_Assigned task_
Work out how many lines of the data contain "UpdateRunner" and reply with that number alone.

_Given records_
++++++++
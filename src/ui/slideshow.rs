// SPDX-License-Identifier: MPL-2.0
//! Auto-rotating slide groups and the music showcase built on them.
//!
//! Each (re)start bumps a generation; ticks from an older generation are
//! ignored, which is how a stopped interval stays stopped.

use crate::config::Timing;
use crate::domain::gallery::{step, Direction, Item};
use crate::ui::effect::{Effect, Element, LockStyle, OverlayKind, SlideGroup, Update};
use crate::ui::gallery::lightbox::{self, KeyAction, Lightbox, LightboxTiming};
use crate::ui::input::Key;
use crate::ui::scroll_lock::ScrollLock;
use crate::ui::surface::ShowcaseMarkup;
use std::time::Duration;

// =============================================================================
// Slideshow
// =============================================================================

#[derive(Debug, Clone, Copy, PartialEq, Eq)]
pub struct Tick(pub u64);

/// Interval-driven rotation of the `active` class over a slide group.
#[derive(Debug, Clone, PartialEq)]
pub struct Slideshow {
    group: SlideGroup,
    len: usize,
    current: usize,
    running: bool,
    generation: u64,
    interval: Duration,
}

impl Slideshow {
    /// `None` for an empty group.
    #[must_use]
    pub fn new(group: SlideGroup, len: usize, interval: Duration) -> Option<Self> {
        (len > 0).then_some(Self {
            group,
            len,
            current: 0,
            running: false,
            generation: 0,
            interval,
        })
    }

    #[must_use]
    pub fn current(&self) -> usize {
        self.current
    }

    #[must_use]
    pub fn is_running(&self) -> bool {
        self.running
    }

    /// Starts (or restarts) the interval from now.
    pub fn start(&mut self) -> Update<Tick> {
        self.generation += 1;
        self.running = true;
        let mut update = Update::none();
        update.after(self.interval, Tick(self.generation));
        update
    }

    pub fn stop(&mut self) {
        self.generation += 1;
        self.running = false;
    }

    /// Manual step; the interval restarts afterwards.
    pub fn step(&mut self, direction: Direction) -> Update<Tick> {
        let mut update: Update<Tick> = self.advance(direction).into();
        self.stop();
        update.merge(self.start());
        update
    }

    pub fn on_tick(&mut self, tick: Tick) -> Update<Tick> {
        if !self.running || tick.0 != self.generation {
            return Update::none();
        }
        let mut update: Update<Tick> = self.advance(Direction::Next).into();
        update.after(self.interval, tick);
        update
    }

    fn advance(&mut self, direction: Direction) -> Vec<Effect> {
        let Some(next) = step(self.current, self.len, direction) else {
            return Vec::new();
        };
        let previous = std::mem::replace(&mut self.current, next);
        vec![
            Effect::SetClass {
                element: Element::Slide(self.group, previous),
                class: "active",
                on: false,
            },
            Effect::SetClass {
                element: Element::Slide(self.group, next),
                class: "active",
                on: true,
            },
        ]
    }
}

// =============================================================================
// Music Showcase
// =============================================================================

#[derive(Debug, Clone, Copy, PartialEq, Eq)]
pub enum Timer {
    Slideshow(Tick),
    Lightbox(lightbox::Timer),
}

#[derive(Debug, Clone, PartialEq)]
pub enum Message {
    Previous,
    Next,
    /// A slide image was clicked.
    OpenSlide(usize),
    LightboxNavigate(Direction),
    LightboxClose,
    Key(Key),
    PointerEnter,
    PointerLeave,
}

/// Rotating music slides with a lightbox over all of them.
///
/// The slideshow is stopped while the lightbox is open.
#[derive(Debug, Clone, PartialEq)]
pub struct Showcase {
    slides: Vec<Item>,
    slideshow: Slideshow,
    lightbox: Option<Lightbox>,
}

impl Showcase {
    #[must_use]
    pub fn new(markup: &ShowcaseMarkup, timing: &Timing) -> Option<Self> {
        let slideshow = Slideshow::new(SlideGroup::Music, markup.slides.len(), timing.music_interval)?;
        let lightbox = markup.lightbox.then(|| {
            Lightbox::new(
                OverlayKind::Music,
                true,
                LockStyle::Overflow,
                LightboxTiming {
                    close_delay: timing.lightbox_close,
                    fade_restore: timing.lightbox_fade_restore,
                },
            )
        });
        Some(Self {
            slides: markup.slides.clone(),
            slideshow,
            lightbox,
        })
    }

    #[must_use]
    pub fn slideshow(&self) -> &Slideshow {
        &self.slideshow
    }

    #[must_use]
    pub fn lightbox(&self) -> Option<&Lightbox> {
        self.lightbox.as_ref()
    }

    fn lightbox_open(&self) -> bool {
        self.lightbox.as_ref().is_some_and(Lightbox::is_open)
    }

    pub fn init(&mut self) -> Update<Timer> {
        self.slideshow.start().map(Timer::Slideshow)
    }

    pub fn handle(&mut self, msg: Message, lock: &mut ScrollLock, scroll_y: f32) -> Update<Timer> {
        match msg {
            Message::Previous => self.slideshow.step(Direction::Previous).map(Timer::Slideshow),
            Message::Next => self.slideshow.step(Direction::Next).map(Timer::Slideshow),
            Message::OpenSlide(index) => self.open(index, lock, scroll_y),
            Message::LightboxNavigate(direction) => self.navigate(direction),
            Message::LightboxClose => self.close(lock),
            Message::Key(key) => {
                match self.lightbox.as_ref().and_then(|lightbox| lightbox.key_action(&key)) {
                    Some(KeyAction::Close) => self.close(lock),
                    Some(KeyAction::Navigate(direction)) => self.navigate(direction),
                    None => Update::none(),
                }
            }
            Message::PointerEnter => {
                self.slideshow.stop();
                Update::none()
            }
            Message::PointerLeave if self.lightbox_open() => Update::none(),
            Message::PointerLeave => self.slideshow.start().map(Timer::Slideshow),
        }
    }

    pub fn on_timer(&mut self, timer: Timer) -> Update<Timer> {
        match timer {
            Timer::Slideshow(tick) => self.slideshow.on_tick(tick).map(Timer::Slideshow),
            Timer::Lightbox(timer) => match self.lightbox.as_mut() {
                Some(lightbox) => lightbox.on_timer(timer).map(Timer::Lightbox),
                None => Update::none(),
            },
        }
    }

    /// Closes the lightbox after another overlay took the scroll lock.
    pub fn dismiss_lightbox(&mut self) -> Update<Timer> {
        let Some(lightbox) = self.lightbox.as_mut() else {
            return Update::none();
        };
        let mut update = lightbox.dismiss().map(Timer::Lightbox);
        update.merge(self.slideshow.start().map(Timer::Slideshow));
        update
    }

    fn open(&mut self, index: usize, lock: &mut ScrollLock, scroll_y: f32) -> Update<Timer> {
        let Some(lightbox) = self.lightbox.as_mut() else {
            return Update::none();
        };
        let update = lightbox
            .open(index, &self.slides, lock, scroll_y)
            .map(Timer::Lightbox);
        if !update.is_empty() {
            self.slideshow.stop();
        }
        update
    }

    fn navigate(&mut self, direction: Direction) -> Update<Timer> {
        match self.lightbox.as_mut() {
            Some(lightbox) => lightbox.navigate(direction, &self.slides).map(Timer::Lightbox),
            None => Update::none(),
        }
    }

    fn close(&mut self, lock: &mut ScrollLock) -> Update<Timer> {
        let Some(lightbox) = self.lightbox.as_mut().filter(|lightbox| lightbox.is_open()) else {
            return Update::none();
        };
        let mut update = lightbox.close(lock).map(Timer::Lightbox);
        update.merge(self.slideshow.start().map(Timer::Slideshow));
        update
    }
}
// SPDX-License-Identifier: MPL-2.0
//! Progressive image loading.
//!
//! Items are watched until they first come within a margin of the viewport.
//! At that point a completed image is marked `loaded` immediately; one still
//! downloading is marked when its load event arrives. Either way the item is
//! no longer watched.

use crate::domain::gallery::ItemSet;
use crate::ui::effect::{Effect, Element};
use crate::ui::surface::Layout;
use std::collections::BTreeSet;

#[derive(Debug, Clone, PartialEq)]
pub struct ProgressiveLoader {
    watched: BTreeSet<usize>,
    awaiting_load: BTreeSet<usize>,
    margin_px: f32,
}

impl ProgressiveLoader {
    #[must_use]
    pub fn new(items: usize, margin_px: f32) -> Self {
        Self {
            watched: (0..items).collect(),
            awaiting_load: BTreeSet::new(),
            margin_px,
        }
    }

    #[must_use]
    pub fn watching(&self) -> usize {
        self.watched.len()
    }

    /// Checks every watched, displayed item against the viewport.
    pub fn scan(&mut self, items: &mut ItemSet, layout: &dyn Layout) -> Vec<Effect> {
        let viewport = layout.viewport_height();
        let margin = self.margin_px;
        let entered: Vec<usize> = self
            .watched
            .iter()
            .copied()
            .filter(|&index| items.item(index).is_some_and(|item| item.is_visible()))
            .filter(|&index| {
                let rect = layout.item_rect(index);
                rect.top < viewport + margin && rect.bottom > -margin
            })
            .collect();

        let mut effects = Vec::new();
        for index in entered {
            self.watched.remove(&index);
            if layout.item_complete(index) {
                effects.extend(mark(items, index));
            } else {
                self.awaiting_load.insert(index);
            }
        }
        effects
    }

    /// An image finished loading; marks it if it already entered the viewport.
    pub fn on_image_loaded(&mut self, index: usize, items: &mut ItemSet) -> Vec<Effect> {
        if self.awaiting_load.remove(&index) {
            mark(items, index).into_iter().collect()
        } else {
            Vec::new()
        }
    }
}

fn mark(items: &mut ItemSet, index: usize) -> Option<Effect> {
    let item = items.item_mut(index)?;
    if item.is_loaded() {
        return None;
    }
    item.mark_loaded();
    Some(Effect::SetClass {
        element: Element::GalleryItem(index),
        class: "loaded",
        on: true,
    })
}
++++++++
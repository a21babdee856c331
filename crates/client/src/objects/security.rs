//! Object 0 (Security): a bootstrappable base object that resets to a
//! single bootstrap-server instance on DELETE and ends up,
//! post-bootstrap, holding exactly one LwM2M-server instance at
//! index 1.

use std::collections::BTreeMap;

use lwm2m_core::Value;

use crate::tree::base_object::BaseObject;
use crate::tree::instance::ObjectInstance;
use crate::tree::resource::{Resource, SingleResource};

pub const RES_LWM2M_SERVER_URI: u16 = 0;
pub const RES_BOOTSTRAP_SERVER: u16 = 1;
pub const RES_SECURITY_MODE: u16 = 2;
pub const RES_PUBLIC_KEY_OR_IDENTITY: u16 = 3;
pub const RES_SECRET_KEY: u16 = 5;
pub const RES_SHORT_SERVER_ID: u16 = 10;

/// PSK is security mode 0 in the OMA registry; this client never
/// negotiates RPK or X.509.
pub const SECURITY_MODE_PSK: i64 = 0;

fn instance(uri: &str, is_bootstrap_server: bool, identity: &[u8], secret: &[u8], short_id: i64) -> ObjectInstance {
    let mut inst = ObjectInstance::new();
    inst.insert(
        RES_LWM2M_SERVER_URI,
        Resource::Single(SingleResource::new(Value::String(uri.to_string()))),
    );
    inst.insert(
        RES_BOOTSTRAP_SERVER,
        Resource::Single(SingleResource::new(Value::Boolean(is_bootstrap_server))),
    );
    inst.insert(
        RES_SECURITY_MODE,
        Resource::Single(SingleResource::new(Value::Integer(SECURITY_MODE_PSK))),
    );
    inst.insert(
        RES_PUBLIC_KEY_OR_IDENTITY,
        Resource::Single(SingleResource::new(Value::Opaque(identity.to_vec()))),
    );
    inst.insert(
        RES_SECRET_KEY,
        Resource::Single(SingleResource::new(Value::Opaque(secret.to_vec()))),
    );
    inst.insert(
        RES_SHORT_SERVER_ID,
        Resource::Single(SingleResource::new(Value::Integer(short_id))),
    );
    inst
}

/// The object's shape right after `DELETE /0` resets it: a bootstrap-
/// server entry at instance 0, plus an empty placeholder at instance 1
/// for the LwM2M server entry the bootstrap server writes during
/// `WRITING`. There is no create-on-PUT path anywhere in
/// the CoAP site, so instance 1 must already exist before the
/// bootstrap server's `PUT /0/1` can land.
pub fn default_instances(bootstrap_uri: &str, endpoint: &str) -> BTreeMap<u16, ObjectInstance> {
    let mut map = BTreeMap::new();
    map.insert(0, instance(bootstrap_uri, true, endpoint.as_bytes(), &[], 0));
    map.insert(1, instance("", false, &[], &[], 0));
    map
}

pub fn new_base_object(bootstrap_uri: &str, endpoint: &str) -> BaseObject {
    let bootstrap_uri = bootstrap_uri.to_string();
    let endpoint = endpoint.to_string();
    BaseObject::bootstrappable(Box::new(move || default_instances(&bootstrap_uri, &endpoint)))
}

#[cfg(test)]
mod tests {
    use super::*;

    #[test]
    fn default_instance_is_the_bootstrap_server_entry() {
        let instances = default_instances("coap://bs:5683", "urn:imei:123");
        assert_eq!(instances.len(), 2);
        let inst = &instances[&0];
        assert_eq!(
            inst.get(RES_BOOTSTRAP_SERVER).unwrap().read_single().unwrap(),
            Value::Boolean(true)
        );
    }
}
++++++++
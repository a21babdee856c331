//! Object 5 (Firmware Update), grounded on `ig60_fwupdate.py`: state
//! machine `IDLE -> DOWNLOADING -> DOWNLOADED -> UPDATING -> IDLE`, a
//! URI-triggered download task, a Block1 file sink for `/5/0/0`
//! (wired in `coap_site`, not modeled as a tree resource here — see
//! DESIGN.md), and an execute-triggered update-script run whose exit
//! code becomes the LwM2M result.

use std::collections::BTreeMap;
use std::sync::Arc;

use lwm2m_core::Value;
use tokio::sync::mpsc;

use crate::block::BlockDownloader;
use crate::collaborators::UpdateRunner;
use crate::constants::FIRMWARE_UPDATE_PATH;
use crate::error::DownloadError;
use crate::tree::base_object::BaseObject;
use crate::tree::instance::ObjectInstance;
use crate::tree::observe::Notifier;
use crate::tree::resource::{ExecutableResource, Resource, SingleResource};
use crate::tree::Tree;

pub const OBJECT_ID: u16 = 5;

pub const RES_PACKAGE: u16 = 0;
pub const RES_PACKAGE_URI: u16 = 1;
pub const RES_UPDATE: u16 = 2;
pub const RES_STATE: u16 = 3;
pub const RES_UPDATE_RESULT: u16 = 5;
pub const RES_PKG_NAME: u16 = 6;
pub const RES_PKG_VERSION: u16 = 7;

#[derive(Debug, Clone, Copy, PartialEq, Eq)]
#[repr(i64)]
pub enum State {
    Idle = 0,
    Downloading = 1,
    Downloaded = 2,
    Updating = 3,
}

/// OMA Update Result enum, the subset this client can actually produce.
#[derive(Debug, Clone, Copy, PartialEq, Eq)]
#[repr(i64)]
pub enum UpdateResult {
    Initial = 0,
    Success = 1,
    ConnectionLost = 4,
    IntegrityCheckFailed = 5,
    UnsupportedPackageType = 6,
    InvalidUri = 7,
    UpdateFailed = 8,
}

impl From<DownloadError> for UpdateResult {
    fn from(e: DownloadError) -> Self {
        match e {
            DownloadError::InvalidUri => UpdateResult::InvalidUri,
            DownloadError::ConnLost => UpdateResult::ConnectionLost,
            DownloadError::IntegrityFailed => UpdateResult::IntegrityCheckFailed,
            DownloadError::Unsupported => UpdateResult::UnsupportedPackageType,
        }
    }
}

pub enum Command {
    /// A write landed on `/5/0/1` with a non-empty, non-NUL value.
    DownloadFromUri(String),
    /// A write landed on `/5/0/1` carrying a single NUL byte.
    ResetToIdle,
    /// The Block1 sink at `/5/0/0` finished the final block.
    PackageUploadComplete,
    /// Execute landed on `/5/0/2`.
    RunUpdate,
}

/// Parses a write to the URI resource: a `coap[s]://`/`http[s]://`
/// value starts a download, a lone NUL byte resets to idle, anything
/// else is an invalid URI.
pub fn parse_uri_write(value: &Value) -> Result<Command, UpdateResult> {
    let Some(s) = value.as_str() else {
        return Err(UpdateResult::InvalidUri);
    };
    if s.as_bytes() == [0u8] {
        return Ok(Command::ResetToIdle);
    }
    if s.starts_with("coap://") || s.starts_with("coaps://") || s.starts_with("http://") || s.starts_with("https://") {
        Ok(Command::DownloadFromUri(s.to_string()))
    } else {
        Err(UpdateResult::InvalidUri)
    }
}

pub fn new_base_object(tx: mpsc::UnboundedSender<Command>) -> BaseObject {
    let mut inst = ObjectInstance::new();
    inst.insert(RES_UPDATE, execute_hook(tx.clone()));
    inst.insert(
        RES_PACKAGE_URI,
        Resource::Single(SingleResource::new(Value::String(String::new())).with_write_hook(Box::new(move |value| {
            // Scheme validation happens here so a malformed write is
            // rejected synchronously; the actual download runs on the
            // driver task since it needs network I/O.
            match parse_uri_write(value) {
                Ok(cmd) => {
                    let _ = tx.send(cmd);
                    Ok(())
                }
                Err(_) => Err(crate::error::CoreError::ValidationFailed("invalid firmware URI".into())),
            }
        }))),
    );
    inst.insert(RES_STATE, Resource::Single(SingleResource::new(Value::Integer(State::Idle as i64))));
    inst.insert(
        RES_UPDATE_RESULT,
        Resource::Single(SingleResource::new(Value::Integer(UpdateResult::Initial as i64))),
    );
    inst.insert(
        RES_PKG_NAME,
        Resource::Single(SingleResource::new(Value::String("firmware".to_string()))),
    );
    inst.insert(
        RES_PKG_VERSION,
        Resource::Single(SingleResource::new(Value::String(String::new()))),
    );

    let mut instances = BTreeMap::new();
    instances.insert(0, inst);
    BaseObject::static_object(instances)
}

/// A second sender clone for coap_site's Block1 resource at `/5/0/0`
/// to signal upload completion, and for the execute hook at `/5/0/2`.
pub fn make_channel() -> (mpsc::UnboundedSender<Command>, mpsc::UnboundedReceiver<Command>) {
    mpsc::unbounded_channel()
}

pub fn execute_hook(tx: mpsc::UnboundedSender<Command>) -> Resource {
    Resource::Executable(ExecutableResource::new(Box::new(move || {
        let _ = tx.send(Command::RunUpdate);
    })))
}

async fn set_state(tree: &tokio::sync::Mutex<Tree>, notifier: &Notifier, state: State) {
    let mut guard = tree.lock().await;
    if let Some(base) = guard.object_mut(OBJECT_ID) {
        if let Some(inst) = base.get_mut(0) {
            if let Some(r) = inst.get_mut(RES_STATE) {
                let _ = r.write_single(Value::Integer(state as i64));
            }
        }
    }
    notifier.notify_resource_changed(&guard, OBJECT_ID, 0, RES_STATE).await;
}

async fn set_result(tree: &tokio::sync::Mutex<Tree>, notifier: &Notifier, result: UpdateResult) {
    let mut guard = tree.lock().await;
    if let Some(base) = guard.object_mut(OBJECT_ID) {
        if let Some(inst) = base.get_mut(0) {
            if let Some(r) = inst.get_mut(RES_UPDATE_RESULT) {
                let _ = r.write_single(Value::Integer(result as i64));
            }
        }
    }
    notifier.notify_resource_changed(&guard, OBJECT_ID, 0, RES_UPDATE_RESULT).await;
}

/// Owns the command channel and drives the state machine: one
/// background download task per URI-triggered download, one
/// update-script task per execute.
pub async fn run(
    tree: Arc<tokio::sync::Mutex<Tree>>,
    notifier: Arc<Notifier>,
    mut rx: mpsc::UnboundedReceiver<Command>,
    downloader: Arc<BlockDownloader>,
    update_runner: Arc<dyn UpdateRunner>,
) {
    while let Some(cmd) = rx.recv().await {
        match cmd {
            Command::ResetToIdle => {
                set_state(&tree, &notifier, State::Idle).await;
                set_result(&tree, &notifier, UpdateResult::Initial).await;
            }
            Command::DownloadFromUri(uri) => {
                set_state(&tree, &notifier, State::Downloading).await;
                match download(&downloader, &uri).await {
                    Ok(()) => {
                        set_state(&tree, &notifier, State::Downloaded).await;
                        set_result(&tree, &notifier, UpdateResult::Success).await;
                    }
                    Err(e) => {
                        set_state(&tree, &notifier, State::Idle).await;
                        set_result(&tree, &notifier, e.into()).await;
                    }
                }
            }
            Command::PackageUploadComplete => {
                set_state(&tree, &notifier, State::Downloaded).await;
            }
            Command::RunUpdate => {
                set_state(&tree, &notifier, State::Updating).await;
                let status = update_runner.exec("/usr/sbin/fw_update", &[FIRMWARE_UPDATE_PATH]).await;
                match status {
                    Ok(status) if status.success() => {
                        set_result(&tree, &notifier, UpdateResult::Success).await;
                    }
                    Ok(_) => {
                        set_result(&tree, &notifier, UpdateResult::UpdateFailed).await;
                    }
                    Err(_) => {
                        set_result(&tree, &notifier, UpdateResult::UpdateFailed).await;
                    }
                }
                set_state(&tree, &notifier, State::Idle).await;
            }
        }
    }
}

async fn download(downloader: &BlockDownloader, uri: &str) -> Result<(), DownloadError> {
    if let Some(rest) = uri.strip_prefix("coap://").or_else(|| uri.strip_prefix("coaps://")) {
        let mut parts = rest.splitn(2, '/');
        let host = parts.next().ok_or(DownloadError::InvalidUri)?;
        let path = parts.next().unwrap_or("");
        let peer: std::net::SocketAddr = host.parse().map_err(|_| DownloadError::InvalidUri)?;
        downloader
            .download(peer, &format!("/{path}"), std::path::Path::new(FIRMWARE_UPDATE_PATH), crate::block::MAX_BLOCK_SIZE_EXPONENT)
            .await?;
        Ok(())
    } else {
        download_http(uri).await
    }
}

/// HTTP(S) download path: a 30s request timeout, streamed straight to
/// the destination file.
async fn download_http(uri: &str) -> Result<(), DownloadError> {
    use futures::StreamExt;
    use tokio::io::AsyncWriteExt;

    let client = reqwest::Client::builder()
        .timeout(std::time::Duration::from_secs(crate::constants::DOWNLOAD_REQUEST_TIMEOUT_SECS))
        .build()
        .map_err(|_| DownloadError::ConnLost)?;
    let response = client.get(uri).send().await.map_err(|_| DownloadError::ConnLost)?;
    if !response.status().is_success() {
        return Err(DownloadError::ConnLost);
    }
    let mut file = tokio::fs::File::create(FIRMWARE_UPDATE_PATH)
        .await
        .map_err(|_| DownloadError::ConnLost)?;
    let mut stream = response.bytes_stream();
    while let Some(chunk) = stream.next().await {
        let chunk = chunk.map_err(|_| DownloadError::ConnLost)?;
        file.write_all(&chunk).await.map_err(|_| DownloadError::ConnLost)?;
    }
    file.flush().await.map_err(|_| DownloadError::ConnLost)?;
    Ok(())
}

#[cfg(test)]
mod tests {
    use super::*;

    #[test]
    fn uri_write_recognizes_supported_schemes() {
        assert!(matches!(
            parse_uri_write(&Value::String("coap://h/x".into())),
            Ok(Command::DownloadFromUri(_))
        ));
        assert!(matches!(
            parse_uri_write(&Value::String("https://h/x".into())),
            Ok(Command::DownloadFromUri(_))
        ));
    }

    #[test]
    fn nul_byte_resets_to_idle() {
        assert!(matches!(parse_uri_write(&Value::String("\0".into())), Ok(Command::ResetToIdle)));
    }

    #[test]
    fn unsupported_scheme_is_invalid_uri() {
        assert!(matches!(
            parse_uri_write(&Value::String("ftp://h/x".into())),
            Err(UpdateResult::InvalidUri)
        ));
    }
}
++++++++
_Task result_
2